Which lines below hold the word "bool"? Copy all of them.

Supplied entries: Begin

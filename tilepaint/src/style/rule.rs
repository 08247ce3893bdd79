//! Ordered paint and label rules.

use std::fmt;
use std::sync::Arc;

use super::symbolizer::{LabelSymbolizer, PaintSymbolizer};
use crate::tile::RenderFeature;

/// Per-feature predicate receiving the display zoom and the feature.
pub type FeatureFilter = Arc<dyn Fn(u8, &RenderFeature) -> bool + Send + Sync>;

/// A style rule targeting one data layer.
///
/// Rule order matters: paint rules later in a list draw over earlier ones,
/// and label rules earlier in a list win label collisions.
#[derive(Clone)]
pub struct Rule<S> {
    pub data_layer: String,
    pub min_zoom: u8,
    pub max_zoom: u8,
    pub filter: Option<FeatureFilter>,
    pub symbolizer: S,
}

pub type PaintRule = Rule<PaintSymbolizer>;
pub type LabelRule = Rule<LabelSymbolizer>;

impl<S> Rule<S> {
    /// Creates a rule applying at every zoom to every feature of `data_layer`.
    pub fn new(data_layer: impl Into<String>, symbolizer: impl Into<S>) -> Self {
        Self {
            data_layer: data_layer.into(),
            min_zoom: 0,
            max_zoom: u8::MAX,
            filter: None,
            symbolizer: symbolizer.into(),
        }
    }

    pub fn with_zoom_range(mut self, min_zoom: u8, max_zoom: u8) -> Self {
        self.min_zoom = min_zoom;
        self.max_zoom = max_zoom;
        self
    }

    pub fn with_filter<F>(mut self, filter: F) -> Self
    where
        F: Fn(u8, &RenderFeature) -> bool + Send + Sync + 'static,
    {
        self.filter = Some(Arc::new(filter));
        self
    }

    #[inline]
    pub fn applies_at_zoom(&self, z: u8) -> bool {
        z >= self.min_zoom && z <= self.max_zoom
    }

    #[inline]
    pub fn accepts(&self, z: u8, feature: &RenderFeature) -> bool {
        self.filter.as_ref().map_or(true, |f| f(z, feature))
    }
}

impl<S: fmt::Debug> fmt::Debug for Rule<S> {
    fn fmt(&self, f: &mut fmt::Formatter<'_>) -> fmt::Result {
        f.debug_struct("Rule")
            .field("data_layer", &self.data_layer)
            .field("min_zoom", &self.min_zoom)
            .field("max_zoom", &self.max_zoom)
            .field("filter", &self.filter.as_ref().map(|_| "<fn>"))
            .field("symbolizer", &self.symbolizer)
            .finish()
    }
}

Supplied entries: End

Solution for this exercise -
pub type FeatureFilter = Arc<dyn Fn(u8, &RenderFeature) -> bool + Send + Sync>;
        F: Fn(u8, &RenderFeature) -> bool + Send + Sync + 'static,
    pub fn applies_at_zoom(&self, z: u8) -> bool {
    pub fn accepts(&self, z: u8, feature: &RenderFeature) -> bool {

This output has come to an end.